_Activity_: The data below holds the lines to copy: everything from the line containing "impl ArchivePort for FailingArchive" to the line containing "impl ProgressCallback for", both ends included, set down exactly.

_Data for processing_:

//! Shared fakes for integration tests

#![allow(dead_code)]

use std::collections::{HashMap, HashSet};
use std::sync::atomic::{AtomicUsize, Ordering};
use std::sync::{Arc, Mutex};

use async_trait::async_trait;
use combo_batch::adapters::ZipArchiveAdapter;
use combo_batch::engine::ProgressCallback;
use combo_batch::ports::{ArchiveBuilder, ArchiveOptions, ArchivePort, ArchiveProgressFn};
use combo_batch::{Clip, DomainError, EnginePort};

/// One recorded engine call
#[derive(Debug, Clone, PartialEq)]
pub enum Call {
    Write(String),
    Execute(Vec<String>),
    Read(String),
    Delete(String),
}

#[derive(Default)]
struct EngineState {
    storage: HashMap<String, Vec<u8>>,
    calls: Vec<Call>,
    max_live_outputs: usize,
}

/// In-memory engine that concatenates buffers instead of video streams.
///
/// Stream copy output is the plain concatenation of the playlist entries;
/// re-encode output is the same bytes prefixed with `RE:`.
#[derive(Default)]
pub struct ScriptedEngine {
    not_ready: bool,
    copy_failures: HashSet<String>,
    reencode_failures: HashSet<String>,
    write_failures: HashSet<String>,
    state: Mutex<EngineState>,
}

impl ScriptedEngine {
    pub fn new() -> Self {
        Self::default()
    }

    pub fn not_ready(mut self) -> Self {
        self.not_ready = true;
        self
    }

    /// Make the stream copy of `output` (e.g. `output_h1_b2_c1.mp4`) fail
    pub fn fail_copy(mut self, output: &str) -> Self {
        self.copy_failures.insert(output.to_string());
        self
    }

    /// Make the re-encode of `output` fail
    pub fn fail_reencode(mut self, output: &str) -> Self {
        self.reencode_failures.insert(output.to_string());
        self
    }

    /// Make writing the buffer `name` fail
    pub fn fail_write(mut self, name: &str) -> Self {
        self.write_failures.insert(name.to_string());
        self
    }

    pub fn calls(&self) -> Vec<Call> {
        self.state.lock().unwrap().calls.clone()
    }

    pub fn executes(&self) -> Vec<Vec<String>> {
        self.calls()
            .into_iter()
            .filter_map(|call| match call {
                Call::Execute(argv) => Some(argv),
                _ => None,
            })
            .collect()
    }

    pub fn writes_of(&self, name: &str) -> usize {
        self.calls()
            .iter()
            .filter(|call| **call == Call::Write(name.to_string()))
            .count()
    }

    /// Names currently held in engine storage
    pub fn live_buffers(&self) -> Vec<String> {
        let mut names: Vec<String> = self.state.lock().unwrap().storage.keys().cloned().collect();
        names.sort();
        names
    }

    /// Highest number of rendered outputs ever held at once
    pub fn max_live_outputs(&self) -> usize {
        self.state.lock().unwrap().max_live_outputs
    }

    fn concat_inputs(storage: &HashMap<String, Vec<u8>>, inputs: &[String]) -> Result<Vec<u8>, DomainError> {
        let mut out = Vec::new();
        for input in inputs {
            let bytes = storage.get(input).ok_or_else(|| {
                DomainError::ProcessingError(format!("{}: No such file or directory", input))
            })?;
            out.extend_from_slice(bytes);
        }
        Ok(out)
    }
}

#[async_trait]
impl EnginePort for ScriptedEngine {
    async fn is_ready(&self) -> bool {
        !self.not_ready
    }

    async fn write_buffer(&self, name: &str, bytes: &[u8]) -> Result<(), DomainError> {
        let mut state = self.state.lock().unwrap();
        state.calls.push(Call::Write(name.to_string()));
        if self.write_failures.contains(name) {
            return Err(DomainError::StorageError(format!("disk full writing {}", name)));
        }
        state.storage.insert(name.to_string(), bytes.to_vec());
        Ok(())
    }

    async fn execute(&self, argv: &[String]) -> Result<(), DomainError> {
        let mut state = self.state.lock().unwrap();
        state.calls.push(Call::Execute(argv.to_vec()));

        let output = argv.last().cloned().unwrap_or_default();
        let is_copy = argv.first().map(String::as_str) == Some("-f");

        let bytes = if is_copy {
            if self.copy_failures.contains(&output) {
                return Err(DomainError::ProcessingError(
                    "Non-monotonic DTS in output stream".to_string(),
                ));
            }
            let playlist = state
                .storage
                .get("list.txt")
                .map(|b| String::from_utf8_lossy(b).into_owned())
                .unwrap_or_default();
            let inputs: Vec<String> = playlist
                .lines()
                .filter_map(|line| line.strip_prefix("file '"))
                .filter_map(|rest| rest.strip_suffix('\''))
                .map(str::to_string)
                .collect();
            Self::concat_inputs(&state.storage, &inputs)?
        } else {
            if self.reencode_failures.contains(&output) {
                return Err(DomainError::ProcessingError(
                    "Error while filtering: Invalid argument".to_string(),
                ));
            }
            let inputs: Vec<String> = argv
                .windows(2)
                .filter(|pair| pair[0] == "-i")
                .map(|pair| pair[1].clone())
                .collect();
            let mut bytes = b"RE:".to_vec();
            bytes.extend(Self::concat_inputs(&state.storage, &inputs)?);
            bytes
        };

        state.storage.insert(output, bytes);
        let live = state.storage.keys().filter(|k| k.starts_with("output_")).count();
        state.max_live_outputs = state.max_live_outputs.max(live);
        Ok(())
    }

    async fn read_buffer(&self, name: &str) -> Result<Vec<u8>, DomainError> {
        let mut state = self.state.lock().unwrap();
        state.calls.push(Call::Read(name.to_string()));
        state
            .storage
            .get(name)
            .cloned()
            .ok_or_else(|| DomainError::StorageError(format!("{} not found", name)))
    }

    async fn delete_buffer(&self, name: &str) -> Result<(), DomainError> {
        let mut state = self.state.lock().unwrap();
        state.calls.push(Call::Delete(name.to_string()));
        state.storage.remove(name);
        Ok(())
    }
}

/// Zip archive port that counts how many archives were started
#[derive(Default)]
pub struct CountingArchive {
    inner: ZipArchiveAdapter,
    created: AtomicUsize,
}

impl CountingArchive {
    pub fn created(&self) -> usize {
        self.created.load(Ordering::SeqCst)
    }
}

impl ArchivePort for CountingArchive {
    fn new_archive(&self) -> Box<dyn ArchiveBuilder> {
        self.created.fetch_add(1, Ordering::SeqCst);
        self.inner.new_archive()
    }
}

/// Archive port whose builds always fail
#[derive(Default)]
pub struct FailingArchive;

struct FailingBuilder;

#[async_trait]
impl ArchiveBuilder for FailingBuilder {
    fn add_entry(&mut self, _name: &str, _bytes: &[u8]) {}

    async fn build(
        &mut self,
        _options: ArchiveOptions,
        progress: Option<ArchiveProgressFn<'_>>,
    ) -> Result<Vec<u8>, DomainError> {
        if let Some(report) = progress {
            report(10.0);
        }
        Err(DomainError::PackagingFailed("out of memory".to_string()))
    }
}

impl ArchivePort for FailingArchive {
    fn new_archive(&self) -> Box<dyn ArchiveBuilder> {
        Box::new(FailingBuilder)
    }
}

/// Progress observer recording everything it sees
#[derive(Default)]
pub struct RecordingProgress {
    pub updates: Mutex<Vec<(u8, String)>>,
    pub lines: Mutex<Vec<String>>,
}

impl ProgressCallback for RecordingProgress {
    fn on_progress(&self, percent: u8, status: &str) {
        self.updates.lock().unwrap().push((percent, status.to_string()));
    }

    fn on_log(&self, line: &str) {
        self.lines.lock().unwrap().push(line.to_string());
    }
}

pub fn clip(name: &str, bytes: &[u8]) -> Clip {
    Clip::new(name, bytes.to_vec())
}

pub fn shared<T>(value: T) -> Arc<T> {
    Arc::new(value)
}
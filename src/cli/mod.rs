//! CLI module for combo-batch
//!
//! This module handles command-line argument parsing and command execution.

use std::path::PathBuf;

use clap::{Parser, Subcommand};

pub mod args;
pub mod commands;

/// combo-batch
///
/// Renders every hook/body/cta combination of up to three clips per slot,
/// using a lossless stream copy where possible and re-encoding otherwise.
#[derive(Parser, Debug)]
#[command(name = "combo-batch")]
#[command(about = "Batch-render every hook/body/cta clip combination")]
#[command(version)]
#[command(long_about = None)]
pub struct Cli {
    /// Logging level (trace, debug, info, warn, error)
    #[arg(long, global = true)]
    pub log_level: Option<String>,

    /// Configuration file (defaults to ./combo-batch.toml when present)
    #[arg(long, global = true)]
    pub config: Option<PathBuf>,

    /// The command to execute
    #[command(subcommand)]
    pub command: Commands,
}

/// Available commands
#[derive(Subcommand, Debug)]
pub enum Commands {
    /// Render all combinations and write the results
    Generate(args::GenerateArgs),
    /// List the combinations that would be rendered, in order
    Plan(args::PlanArgs),
}
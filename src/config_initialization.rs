//! Configuration initialization and hierarchy management

use std::path::PathBuf;

use anyhow::{Context, Result};
use tracing::info;

use crate::adapters::Settings;
use crate::cli::{Cli, Commands};

/// Settings together with where they came from.
///
/// Settings are resolved before the subscriber exists, so the summary is
/// logged separately once logging is up.
#[derive(Debug)]
pub struct InitializedSettings {
    pub settings: Settings,
    pub source: Option<PathBuf>,
    pub env_overrides: usize,
    pub cli_overrides: usize,
}

impl InitializedSettings {
    pub fn summary(&self) -> Vec<String> {
        let mut lines = Vec::new();
        match &self.source {
            Some(path) => lines.push(format!("Loaded configuration from {}", path.display())),
            None => lines.push("No configuration file, using defaults".to_string()),
        }
        if self.env_overrides > 0 {
            lines.push(format!(
                "Applied {} environment variable overrides",
                self.env_overrides
            ));
        }
        if self.cli_overrides > 0 {
            lines.push(format!(
                "Applied {} CLI configuration overrides",
                self.cli_overrides
            ));
        }
        lines
    }

    pub fn log_summary(&self) {
        for line in self.summary() {
            info!("{}", line);
        }
    }
}

/// Build settings following precedence: CLI > Env > File > Defaults
pub fn initialize_settings(cli: &Cli) -> Result<InitializedSettings> {
    let source = Settings::config_path(cli.config.as_deref());
    let mut settings = match &source {
        Some(path) => Settings::from_file(path).context("Failed to load configuration")?,
        None => Settings::default(),
    };

    let env_overrides = settings
        .apply_env(|key| std::env::var(key).ok())
        .context("Failed to load configuration from environment")?;
    let cli_overrides = apply_cli_overrides(&mut settings, cli);
    settings.validate().context("Invalid configuration")?;

    Ok(InitializedSettings {
        settings,
        source,
        env_overrides,
        cli_overrides,
    })
}

/// Apply CLI argument overrides to configuration
fn apply_cli_overrides(settings: &mut Settings, cli: &Cli) -> usize {
    let mut overrides = 0;

    if let Some(level) = &cli.log_level {
        settings.logging.level = level.clone();
        overrides += 1;
    }

    if let Commands::Generate(args) = &cli.command {
        if let Some(out) = &args.out {
            settings.output.directory = out.clone();
            overrides += 1;
        }
        if let Some(ffmpeg) = &args.ffmpeg {
            settings.engine.ffmpeg_path = ffmpeg.clone();
            overrides += 1;
        }
    }

    overrides
}

#[cfg(test)]
mod tests {
    use super::*;
    use clap::Parser;
    use std::path::PathBuf;

    #[test]
    fn test_cli_overrides_win() {
        let cli = Cli::parse_from([
            "combo-batch",
            "--log-level",
            "debug",
            "generate",
            "--hook",
            "h.mp4",
            "--body",
            "b.mp4",
            "--cta",
            "c.mp4",
            "--out",
            "renders",
            "--ffmpeg",
            "/usr/local/bin/ffmpeg",
        ]);

        let mut settings = Settings::default();
        assert_eq!(apply_cli_overrides(&mut settings, &cli), 3);
        assert_eq!(settings.logging.level, "debug");
        assert_eq!(settings.output.directory, PathBuf::from("renders"));
        assert_eq!(settings.engine.ffmpeg_path, "/usr/local/bin/ffmpeg");
    }

    #[test]
    fn test_explicit_config_file_is_reported() {
        let dir = tempfile::tempdir().unwrap();
        let path = dir.path().join("renders.toml");
        std::fs::write(&path, "[packaging]\nstagger_ms = 75\n").unwrap();
        let path_arg = path.to_string_lossy().into_owned();

        let cli = Cli::parse_from([
            "combo-batch",
            "--config",
            path_arg.as_str(),
            "--log-level",
            "warn",
            "plan",
            "--hook",
            "h.mp4",
            "--body",
            "b.mp4",
            "--cta",
            "c.mp4",
        ]);
        let initialized = initialize_settings(&cli).unwrap();

        assert_eq!(initialized.source.as_deref(), Some(path.as_path()));
        assert_eq!(initialized.settings.packaging.stagger_ms, 75);
        assert_eq!(initialized.settings.logging.level, "warn");
        assert_eq!(initialized.cli_overrides, 1);

        let summary = initialized.summary();
        assert_eq!(summary[0], format!("Loaded configuration from {}", path.display()));
        assert_eq!(
            summary.last().map(String::as_str),
            Some("Applied 1 CLI configuration overrides")
        );
    }

    #[test]
    fn test_plan_has_no_output_overrides() {
        let cli = Cli::parse_from([
            "combo-batch", "plan", "--hook", "h.mp4", "--body", "b.mp4", "--cta", "c.mp4",
        ]);
        let mut settings = Settings::default();
        assert_eq!(apply_cli_overrides(&mut settings, &cli), 0);
        assert_eq!(settings, Settings::default());
    }
}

_Expected output_:
impl ArchivePort for FailingArchive {
    fn new_archive(&self) -> Box<dyn ArchiveBuilder> {
        Box::new(FailingBuilder)
    }
}

/// Progress observer recording everything it sees
#[derive(Default)]
pub struct RecordingProgress {
    pub updates: Mutex<Vec<(u8, String)>>,
    pub lines: Mutex<Vec<String>>,
}

impl ProgressCallback for RecordingProgress {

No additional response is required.